I go in, order a turkey on wheat, lettuce, tomato, pickle, oregano, and a shot of spicy mustard. The employee, whom I guess is the manager, is frustrated. He’s making a sandwich all the while talking on his Bluetooth phone, trying to get one of his employees to come in since his 11 a.m. guy didn’t.
I’m second in line behind a woman whose is facing away from me as stands at the checkout line. The manger is running a bit behind due to his noon employee being late. He’s making sandwiches and handling the cash register too. As we stand in line, he is ignoring the cash register, focusing instead on constructing the woman’s sandwich.
The woman looks of normal height and weight. She has long hair and wearing a sport jacket, jeans, and a pair of boots. She looks maybe 30-40 years old from the back but I can’t see her face so I really don’t know.
In this situation, men tend to fill in the blanks so I requested that my imagination paint a mental image of her face for me. In this scenario, the male’s libido often looks up to the brain and chips in on how the image should look, so by the time my brain e-mailed the image to me, she was a very pretty woman indeed.
More on this in a moment.
The sandwich manager is struggling to fill the order. While she waits, the woman decides to fill her drink at the fountain, which is located around the corner from the cash register. As she walks around the counter she leaves her wallet lying open on the counter. Her debit card is lying on top of the wallet in plain view. It was a debit card and I could clearly see all of the numbers. Fortunately, I’m out of practice on my memorization skills so I decided to see if I could photograph the information. I pulled out my phone, looked around, and then shot a photo to see if the numbers would show in the picture. As a bonus, her driver’s license, lying next to the debit card, was visible.

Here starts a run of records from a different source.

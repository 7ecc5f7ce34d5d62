//! Database repository layer
//!
//! Provides append and query operations for player snapshots.

use crate::error::{Error, Result};
use crate::normalize::{self, CanonicalForm};
use crate::types::*;
use chrono::{DateTime, SecondsFormat, Utc};
use rusqlite::types::Type;
use rusqlite::{params, Connection, OptionalExtension, Row, TransactionBehavior};
use serde::Serialize;
use std::path::Path;
use std::sync::{Mutex, MutexGuard};
use std::time::Duration;

/// Default bound on how long any statement waits for a competing writer.
pub const DEFAULT_BUSY_TIMEOUT: Duration = Duration::from_millis(5000);

const SNAPSHOT_COLUMNS: &str = "player_id, player_name, captured_at, source, games";

/// Per-player summary for list views.
#[derive(Debug, Clone, Serialize)]
pub struct PlayerOverview {
    /// Player id
    pub player_id: String,
    /// Most recent non-empty display name seen for this player
    pub player_name: Option<String>,
    /// Number of stored (non-skipped) snapshots
    pub snapshot_count: i64,
    /// Capture time of the oldest stored snapshot
    pub first_captured_at: DateTime<Utc>,
    /// Capture time of the newest stored snapshot
    pub last_captured_at: DateTime<Utc>,
}

/// Database handle (single connection, serialized by a mutex)
pub struct Database {
    conn: Mutex<Connection>,
}

impl Database {
    /// Open or create a database at the given path
    pub fn open(path: &Path) -> Result<Self> {
        Self::open_with_timeout(path, DEFAULT_BUSY_TIMEOUT)
    }

    /// Open or create a database, bounding lock waits by `busy_timeout`
    pub fn open_with_timeout(path: &Path, busy_timeout: Duration) -> Result<Self> {
        // Ensure parent directory exists
        if let Some(parent) = path.parent() {
            std::fs::create_dir_all(parent)?;
        }

        let conn = Connection::open(path)?;
        conn.busy_timeout(busy_timeout)?;

        // WAL lets readers proceed while a poller is appending
        conn.execute_batch(
            "
            PRAGMA journal_mode = WAL;
            PRAGMA synchronous = NORMAL;
            ",
        )?;

        Ok(Self {
            conn: Mutex::new(conn),
        })
    }

    /// Open an in-memory database (for testing)
    pub fn open_in_memory() -> Result<Self> {
        let conn = Connection::open_in_memory()?;
        Ok(Self {
            conn: Mutex::new(conn),
        })
    }

    /// Run migrations on this database
    pub fn migrate(&self) -> Result<()> {
        let conn = self.lock()?;
        super::schema::run_migrations(&conn)
    }

    /// Get the underlying connection (for advanced use)
    pub fn connection(&self) -> Result<MutexGuard<'_, Connection>> {
        self.lock()
    }

    fn lock(&self) -> Result<MutexGuard<'_, Connection>> {
        self.conn
            .lock()
            .map_err(|e| Error::StorageUnavailable(format!("connection lock poisoned: {}", e)))
    }

    // ============================================
    // Snapshot writes
    // ============================================

    /// Append a snapshot unless its canonical content equals the newest stored one.
    ///
    /// Read-latest, compare and insert run inside one `BEGIN IMMEDIATE`
    /// transaction, so two writers for the same player (even in different
    /// processes) cannot both observe the same "latest" and both insert.
    /// Any failure rolls the transaction back and leaves the store unchanged.
    pub fn append_snapshot(&self, raw: &RawSnapshot) -> Result<AppendOutcome> {
        normalize::validate(raw)?;
        let games = normalize::normalize(raw.source, &raw.games)?;
        let canonical = CanonicalForm::from_readings(&games);
        let content_hash = canonical.content_hash();
        let captured_at = format_ts(raw.captured_at);
        let player_id = normalize::player_key(&raw.player_id);

        // An empty poll (private profile, upstream blip) carries no information;
        // storing it would erase every game's baseline.
        if canonical.is_empty() {
            tracing::warn!(player_id, captured_at = %captured_at, "Empty reading, nothing to store");
            return Ok(AppendOutcome::Skipped);
        }

        let mut conn = self.lock()?;
        let tx = conn.transaction_with_behavior(TransactionBehavior::Immediate)?;

        let latest: Option<(String, String)> = tx
            .query_row(
                "SELECT captured_at, content_hash FROM snapshots
                 WHERE player_id = ? ORDER BY captured_at DESC LIMIT 1",
                [player_id],
                |r| Ok((r.get(0)?, r.get(1)?)),
            )
            .optional()?;

        match &latest {
            Some((_, latest_hash)) if *latest_hash == content_hash => {
                tracing::debug!(player_id, captured_at = %captured_at, "Snapshot unchanged, skipping");
                return Ok(AppendOutcome::Skipped);
            }
            Some((latest_at, _)) if captured_at <= *latest_at => {
                return Err(Error::InvalidInput(format!(
                    "snapshot for {} at {} is not after the latest stored snapshot at {}",
                    player_id, captured_at, latest_at
                )));
            }
            _ => {}
        }

        tx.execute(
            r#"
            INSERT INTO snapshots (player_id, player_name, captured_at, source, game_count, content_hash, games)
            VALUES (?1, ?2, ?3, ?4, ?5, ?6, ?7)
            "#,
            params![
                player_id,
                raw.player_name.as_deref().map(str::trim).filter(|n| !n.is_empty()),
                captured_at,
                raw.source.as_str(),
                games.len() as i64,
                content_hash,
                serde_json::to_string(&games)?,
            ],
        )?;
        tx.commit()?;

        tracing::info!(
            player_id,
            captured_at = %captured_at,
            games = games.len(),
            source = %raw.source,
            "Stored snapshot"
        );
        Ok(AppendOutcome::Written)
    }

    // ============================================
    // Snapshot reads
    // ============================================

    /// Snapshots of one player inside `window` (bounds inclusive), ascending by capture time
    pub fn get_snapshots_in_range(
        &self,
        player_id: &str,
        window: &TimeWindow,
    ) -> Result<Vec<Snapshot>> {
        let conn = self.lock()?;

        let mut sql = format!("SELECT {} FROM snapshots WHERE player_id = ?", SNAPSHOT_COLUMNS);
        let mut params: Vec<Box<dyn rusqlite::ToSql>> =
            vec![Box::new(normalize::player_key(player_id).to_string())];

        if let Some(since) = &window.since {
            sql.push_str(" AND captured_at >= ?");
            params.push(Box::new(format_ts(*since)));
        }

        if let Some(until) = &window.until {
            sql.push_str(" AND captured_at <= ?");
            params.push(Box::new(format_ts(*until)));
        }

        sql.push_str(" ORDER BY captured_at ASC");

        let mut stmt = conn.prepare(&sql)?;
        let param_refs: Vec<&dyn rusqlite::ToSql> = params.iter().map(|p| p.as_ref()).collect();
        let snapshots = stmt
            .query_map(param_refs.as_slice(), Self::row_to_snapshot)?
            .collect::<std::result::Result<Vec<_>, _>>()?;

        Ok(snapshots)
    }

    /// Newest snapshot of a player
    pub fn get_latest_snapshot(&self, player_id: &str) -> Result<Option<Snapshot>> {
        let conn = self.lock()?;
        conn.query_row(
            &format!(
                "SELECT {} FROM snapshots WHERE player_id = ? ORDER BY captured_at DESC LIMIT 1",
                SNAPSHOT_COLUMNS
            ),
            [normalize::player_key(player_id)],
            Self::row_to_snapshot,
        )
        .optional()
        .map_err(Error::from)
    }

    /// Newest snapshot strictly before `before`
    pub fn get_snapshot_before(
        &self,
        player_id: &str,
        before: DateTime<Utc>,
    ) -> Result<Option<Snapshot>> {
        let conn = self.lock()?;
        conn.query_row(
            &format!(
                "SELECT {} FROM snapshots WHERE player_id = ? AND captured_at < ?
                 ORDER BY captured_at DESC LIMIT 1",
                SNAPSHOT_COLUMNS
            ),
            params![normalize::player_key(player_id), format_ts(before)],
            Self::row_to_snapshot,
        )
        .optional()
        .map_err(Error::from)
    }

    /// Oldest snapshot strictly after `after`
    pub fn get_snapshot_after(
        &self,
        player_id: &str,
        after: DateTime<Utc>,
    ) -> Result<Option<Snapshot>> {
        let conn = self.lock()?;
        conn.query_row(
            &format!(
                "SELECT {} FROM snapshots WHERE player_id = ? AND captured_at > ?
                 ORDER BY captured_at ASC LIMIT 1",
                SNAPSHOT_COLUMNS
            ),
            params![normalize::player_key(player_id), format_ts(after)],
            Self::row_to_snapshot,
        )
        .optional()
        .map_err(Error::from)
    }

    /// Ids of all players with at least one stored snapshot
    pub fn list_player_ids(&self) -> Result<Vec<String>> {
        let conn = self.lock()?;
        let mut stmt = conn.prepare("SELECT DISTINCT player_id FROM snapshots ORDER BY player_id")?;
        let ids = stmt
            .query_map([], |r| r.get(0))?
            .collect::<std::result::Result<Vec<String>, _>>()?;
        Ok(ids)
    }

    /// Count stored snapshots for a player
    pub fn count_player_snapshots(&self, player_id: &str) -> Result<i64> {
        let conn = self.lock()?;
        let count: i64 = conn.query_row(
            "SELECT COUNT(*) FROM snapshots WHERE player_id = ?",
            [normalize::player_key(player_id)],
            |r| r.get(0),
        )?;
        Ok(count)
    }

    /// One summary row per player, ordered by player id
    pub fn list_player_overviews(&self) -> Result<Vec<PlayerOverview>> {
        let conn = self.lock()?;
        let mut stmt = conn.prepare(
            r#"
            SELECT s.player_id,
                   (SELECT n.player_name FROM snapshots n
                     WHERE n.player_id = s.player_id AND n.player_name IS NOT NULL
                     ORDER BY n.captured_at DESC LIMIT 1) AS player_name,
                   COUNT(*) AS snapshot_count,
                   MIN(s.captured_at) AS first_captured_at,
                   MAX(s.captured_at) AS last_captured_at
            FROM snapshots s
            GROUP BY s.player_id
            ORDER BY s.player_id
            "#,
        )?;

        let overviews = stmt
            .query_map([], |row| {
                let first: String = row.get(3)?;
                let last: String = row.get(4)?;
                Ok(PlayerOverview {
                    player_id: row.get(0)?,
                    player_name: row.get(1)?,
                    snapshot_count: row.get(2)?,
                    first_captured_at: parse_ts(3, &first)?,
                    last_captured_at: parse_ts(4, &last)?,
                })
            })?
            .collect::<std::result::Result<Vec<_>, _>>()?;

        Ok(overviews)
    }

    fn row_to_snapshot(row: &Row) -> rusqlite::Result<Snapshot> {
        let captured_at_str: String = row.get(2)?;
        let source_str: String = row.get(3)?;
        let games_str: String = row.get(4)?;

        let source = source_str
            .parse::<SnapshotSource>()
            .map_err(|e| conversion_error(3, e))?;
        let mut games: Vec<GameReading> =
            serde_json::from_str(&games_str).map_err(|e| conversion_error(4, e))?;
        // Written sorted; re-sort so hand-edited rows still satisfy the invariant
        games.sort_by_key(|g| g.game_id);

        Ok(Snapshot {
            player_id: row.get(0)?,
            player_name: row.get(1)?,
            captured_at: parse_ts(2, &captured_at_str)?,
            source,
            games,
        })
    }
}

/// Fixed-width UTC timestamp; lexical order matches chronological order.
fn format_ts(ts: DateTime<Utc>) -> String {
    ts.to_rfc3339_opts(SecondsFormat::Micros, true)
}

fn parse_ts(idx: usize, value: &str) -> rusqlite::Result<DateTime<Utc>> {
    DateTime::parse_from_rfc3339(value)
        .map(|dt| dt.with_timezone(&Utc))
        .map_err(|e| conversion_error(idx, e))
}

fn conversion_error(
    idx: usize,
    err: impl Into<Box<dyn std::error::Error + Send + Sync>>,
) -> rusqlite::Error {
    rusqlite::Error::FromSqlConversionFailure(idx, Type::Text, err.into())
}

I got it all and no one saw me. In an instant, I had the victim’s address, debit card number, and date of birth. That’s all one needs to do really bad things to your credit.
(I deleted the file later that night after I bought a Lear Jet.
Most of us know this isn’t a smart move but sometimes we get really lazy—even for just a moment. She had no idea that I was even behind her and never turned around to look. The manager, who was absorbed in the construction of the sandwich, never looked up. Finally, she did turn around and looked me straight in the eye—which leads me to the second point.
Too much of a good thing is not good at all. Mother Nature only allows for so much plastic surgery before you start to look like a cartoon character.
Okay the real point here is don’t let your guard down. Standing in a checkout line is time to make sure no one has a sight-line on the debit-card swipe thing when you punch in those numbers. You can easily shift over to the left, blocking the view of everyone or do like I do and pull the Glock out and fire a warning shot.
Either way, remember that even really sneaky people need a little bit of opportunity. Don’t let them have it. Phones and cameras are everywhere. Always take a peek around and keep your wallet closed.